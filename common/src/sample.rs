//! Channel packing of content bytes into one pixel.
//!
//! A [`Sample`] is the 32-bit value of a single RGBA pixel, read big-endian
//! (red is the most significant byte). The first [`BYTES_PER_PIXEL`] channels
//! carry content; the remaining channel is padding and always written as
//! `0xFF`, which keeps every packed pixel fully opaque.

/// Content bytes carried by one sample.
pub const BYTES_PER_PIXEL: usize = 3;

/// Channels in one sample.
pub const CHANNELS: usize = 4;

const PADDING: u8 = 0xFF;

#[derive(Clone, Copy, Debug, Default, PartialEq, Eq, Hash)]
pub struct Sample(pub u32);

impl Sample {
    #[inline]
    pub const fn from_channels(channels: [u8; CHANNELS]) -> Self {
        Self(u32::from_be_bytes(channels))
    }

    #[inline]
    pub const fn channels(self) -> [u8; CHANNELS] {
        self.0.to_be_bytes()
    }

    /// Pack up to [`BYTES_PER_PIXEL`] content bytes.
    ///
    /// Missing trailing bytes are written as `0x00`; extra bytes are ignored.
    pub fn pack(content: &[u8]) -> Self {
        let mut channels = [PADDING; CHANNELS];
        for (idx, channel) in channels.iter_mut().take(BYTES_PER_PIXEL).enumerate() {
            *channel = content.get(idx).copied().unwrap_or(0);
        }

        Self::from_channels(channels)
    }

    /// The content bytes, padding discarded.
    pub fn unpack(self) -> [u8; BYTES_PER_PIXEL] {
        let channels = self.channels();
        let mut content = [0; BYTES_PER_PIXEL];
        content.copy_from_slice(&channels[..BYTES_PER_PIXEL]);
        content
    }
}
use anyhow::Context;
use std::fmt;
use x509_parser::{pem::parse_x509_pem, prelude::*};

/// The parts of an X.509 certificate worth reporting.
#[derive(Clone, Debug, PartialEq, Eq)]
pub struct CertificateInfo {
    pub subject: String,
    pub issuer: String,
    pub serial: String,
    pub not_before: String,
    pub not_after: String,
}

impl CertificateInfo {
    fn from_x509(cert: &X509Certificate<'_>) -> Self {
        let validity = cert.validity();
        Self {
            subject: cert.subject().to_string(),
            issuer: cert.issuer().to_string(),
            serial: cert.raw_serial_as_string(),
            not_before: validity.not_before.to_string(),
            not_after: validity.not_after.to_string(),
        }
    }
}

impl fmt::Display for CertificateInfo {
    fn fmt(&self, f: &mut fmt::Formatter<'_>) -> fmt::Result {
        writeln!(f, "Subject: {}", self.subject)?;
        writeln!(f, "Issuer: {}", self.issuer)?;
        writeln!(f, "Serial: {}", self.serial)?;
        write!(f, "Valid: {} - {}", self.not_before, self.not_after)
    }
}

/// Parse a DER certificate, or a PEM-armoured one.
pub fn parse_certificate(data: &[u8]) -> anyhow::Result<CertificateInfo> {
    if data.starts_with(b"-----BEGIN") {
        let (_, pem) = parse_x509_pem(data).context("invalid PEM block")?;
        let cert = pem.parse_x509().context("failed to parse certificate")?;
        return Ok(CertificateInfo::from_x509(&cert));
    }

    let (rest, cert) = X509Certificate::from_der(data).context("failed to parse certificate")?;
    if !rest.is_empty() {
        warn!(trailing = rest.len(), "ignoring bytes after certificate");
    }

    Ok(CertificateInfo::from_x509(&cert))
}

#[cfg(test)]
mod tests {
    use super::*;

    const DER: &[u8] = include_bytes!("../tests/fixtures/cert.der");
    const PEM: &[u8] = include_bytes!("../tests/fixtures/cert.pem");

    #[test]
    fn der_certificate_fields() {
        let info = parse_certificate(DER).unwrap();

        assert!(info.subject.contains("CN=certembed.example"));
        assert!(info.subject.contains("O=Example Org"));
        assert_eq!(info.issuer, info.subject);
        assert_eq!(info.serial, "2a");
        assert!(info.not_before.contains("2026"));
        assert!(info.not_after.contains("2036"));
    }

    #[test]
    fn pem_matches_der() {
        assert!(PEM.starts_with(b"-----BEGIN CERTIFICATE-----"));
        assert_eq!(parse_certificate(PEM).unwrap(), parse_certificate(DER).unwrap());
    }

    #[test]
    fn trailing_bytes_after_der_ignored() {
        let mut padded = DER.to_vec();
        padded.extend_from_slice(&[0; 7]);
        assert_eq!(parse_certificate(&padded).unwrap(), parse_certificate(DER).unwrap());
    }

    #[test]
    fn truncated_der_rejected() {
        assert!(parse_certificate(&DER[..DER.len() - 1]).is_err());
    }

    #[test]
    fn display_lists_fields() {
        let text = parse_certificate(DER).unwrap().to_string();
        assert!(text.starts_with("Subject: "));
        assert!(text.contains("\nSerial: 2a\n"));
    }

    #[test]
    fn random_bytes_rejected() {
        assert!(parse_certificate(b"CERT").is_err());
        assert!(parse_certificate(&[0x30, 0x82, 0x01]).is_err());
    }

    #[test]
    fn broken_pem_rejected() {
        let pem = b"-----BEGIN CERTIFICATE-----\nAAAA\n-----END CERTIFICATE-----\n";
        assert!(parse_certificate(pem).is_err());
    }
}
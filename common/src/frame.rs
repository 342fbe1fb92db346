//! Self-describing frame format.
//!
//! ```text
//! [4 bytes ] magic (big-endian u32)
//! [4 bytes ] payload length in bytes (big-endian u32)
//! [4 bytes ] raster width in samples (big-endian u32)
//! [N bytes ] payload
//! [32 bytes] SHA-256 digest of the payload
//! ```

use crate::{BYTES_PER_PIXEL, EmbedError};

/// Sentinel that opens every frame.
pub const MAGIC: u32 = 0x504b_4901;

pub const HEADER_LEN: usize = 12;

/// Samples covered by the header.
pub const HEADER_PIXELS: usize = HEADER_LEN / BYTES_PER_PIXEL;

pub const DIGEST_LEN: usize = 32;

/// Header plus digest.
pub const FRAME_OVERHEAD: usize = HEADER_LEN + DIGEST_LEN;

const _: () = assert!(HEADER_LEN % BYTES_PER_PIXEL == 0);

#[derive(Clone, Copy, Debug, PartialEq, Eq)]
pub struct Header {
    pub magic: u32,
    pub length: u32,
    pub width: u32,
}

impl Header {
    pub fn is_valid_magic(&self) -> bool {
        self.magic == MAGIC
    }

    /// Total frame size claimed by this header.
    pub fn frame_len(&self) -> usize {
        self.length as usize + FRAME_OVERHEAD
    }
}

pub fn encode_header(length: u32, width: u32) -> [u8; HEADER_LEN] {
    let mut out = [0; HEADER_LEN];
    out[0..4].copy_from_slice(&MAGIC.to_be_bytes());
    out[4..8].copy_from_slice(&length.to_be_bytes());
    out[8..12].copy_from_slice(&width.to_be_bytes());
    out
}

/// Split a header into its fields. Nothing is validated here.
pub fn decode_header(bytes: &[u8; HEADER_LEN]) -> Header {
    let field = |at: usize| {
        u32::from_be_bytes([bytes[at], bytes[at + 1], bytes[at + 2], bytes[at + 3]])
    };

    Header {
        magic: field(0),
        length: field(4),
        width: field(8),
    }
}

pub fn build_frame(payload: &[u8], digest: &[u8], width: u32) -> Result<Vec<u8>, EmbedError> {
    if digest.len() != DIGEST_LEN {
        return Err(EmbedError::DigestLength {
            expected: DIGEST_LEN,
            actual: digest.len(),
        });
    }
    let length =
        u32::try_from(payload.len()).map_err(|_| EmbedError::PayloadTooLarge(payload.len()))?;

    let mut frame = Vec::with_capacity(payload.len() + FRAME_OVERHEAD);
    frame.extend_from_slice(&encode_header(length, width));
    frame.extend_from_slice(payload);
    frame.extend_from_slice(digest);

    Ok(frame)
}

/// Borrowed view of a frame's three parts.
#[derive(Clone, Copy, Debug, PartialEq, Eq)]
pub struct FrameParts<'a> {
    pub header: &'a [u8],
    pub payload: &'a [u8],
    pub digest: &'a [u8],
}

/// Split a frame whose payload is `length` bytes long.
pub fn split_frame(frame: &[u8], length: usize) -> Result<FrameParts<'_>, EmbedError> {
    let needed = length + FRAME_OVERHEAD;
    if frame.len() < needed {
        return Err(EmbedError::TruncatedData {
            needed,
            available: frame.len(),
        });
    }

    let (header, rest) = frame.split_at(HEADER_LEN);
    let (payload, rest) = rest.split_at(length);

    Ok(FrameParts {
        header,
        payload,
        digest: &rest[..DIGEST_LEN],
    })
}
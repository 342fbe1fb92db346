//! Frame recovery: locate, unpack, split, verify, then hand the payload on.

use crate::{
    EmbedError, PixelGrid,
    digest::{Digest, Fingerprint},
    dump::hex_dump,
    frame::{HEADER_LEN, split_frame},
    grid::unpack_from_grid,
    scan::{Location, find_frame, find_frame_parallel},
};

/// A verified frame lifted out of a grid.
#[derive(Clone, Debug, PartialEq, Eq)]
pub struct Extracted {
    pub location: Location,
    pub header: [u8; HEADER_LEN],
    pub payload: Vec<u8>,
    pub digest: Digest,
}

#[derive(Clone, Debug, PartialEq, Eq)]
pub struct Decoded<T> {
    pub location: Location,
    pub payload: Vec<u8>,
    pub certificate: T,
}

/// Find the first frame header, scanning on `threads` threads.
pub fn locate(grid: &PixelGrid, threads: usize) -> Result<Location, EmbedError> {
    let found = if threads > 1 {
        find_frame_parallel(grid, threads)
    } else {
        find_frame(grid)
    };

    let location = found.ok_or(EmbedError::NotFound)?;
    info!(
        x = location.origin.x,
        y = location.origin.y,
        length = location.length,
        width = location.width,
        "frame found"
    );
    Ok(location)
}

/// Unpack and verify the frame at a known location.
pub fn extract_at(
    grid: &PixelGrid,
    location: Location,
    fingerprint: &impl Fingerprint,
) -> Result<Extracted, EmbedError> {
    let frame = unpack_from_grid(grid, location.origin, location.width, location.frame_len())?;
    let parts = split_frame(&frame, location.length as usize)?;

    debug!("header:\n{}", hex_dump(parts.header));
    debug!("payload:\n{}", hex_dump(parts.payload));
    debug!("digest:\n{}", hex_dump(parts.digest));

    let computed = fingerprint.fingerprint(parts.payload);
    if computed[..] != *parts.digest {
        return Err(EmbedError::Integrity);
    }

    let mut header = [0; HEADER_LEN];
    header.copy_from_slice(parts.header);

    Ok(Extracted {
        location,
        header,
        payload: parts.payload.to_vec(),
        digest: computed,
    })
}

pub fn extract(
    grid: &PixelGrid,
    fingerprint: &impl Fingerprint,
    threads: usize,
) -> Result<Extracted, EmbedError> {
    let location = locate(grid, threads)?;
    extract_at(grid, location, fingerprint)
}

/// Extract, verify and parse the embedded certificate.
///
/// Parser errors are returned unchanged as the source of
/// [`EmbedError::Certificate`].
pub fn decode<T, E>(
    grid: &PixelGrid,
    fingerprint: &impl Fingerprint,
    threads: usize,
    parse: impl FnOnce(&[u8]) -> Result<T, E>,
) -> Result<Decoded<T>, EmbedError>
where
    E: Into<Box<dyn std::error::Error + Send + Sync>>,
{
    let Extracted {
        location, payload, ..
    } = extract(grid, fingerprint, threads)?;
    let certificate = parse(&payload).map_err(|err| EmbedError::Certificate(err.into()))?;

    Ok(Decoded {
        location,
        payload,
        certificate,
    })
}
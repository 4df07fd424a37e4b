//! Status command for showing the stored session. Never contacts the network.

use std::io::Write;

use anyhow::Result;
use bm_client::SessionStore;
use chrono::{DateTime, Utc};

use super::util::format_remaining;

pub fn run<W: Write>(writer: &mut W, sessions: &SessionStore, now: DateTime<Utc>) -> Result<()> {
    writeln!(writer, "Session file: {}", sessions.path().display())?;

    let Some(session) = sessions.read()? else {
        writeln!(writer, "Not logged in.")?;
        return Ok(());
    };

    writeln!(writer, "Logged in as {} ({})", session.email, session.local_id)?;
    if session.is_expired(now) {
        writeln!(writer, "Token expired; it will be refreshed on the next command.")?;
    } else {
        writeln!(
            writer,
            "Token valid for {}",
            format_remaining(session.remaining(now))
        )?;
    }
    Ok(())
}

● ● ● ● ●

■ ACTIVITY ■
Each line in the material above that mentions the word "locate" must be copied.

■ WRITTEN ANSWER ■
//! Frame recovery: locate, unpack, split, verify, then hand the payload on.
pub fn locate(grid: &PixelGrid, threads: usize) -> Result<Location, EmbedError> {
    let location = locate(grid, threads)?;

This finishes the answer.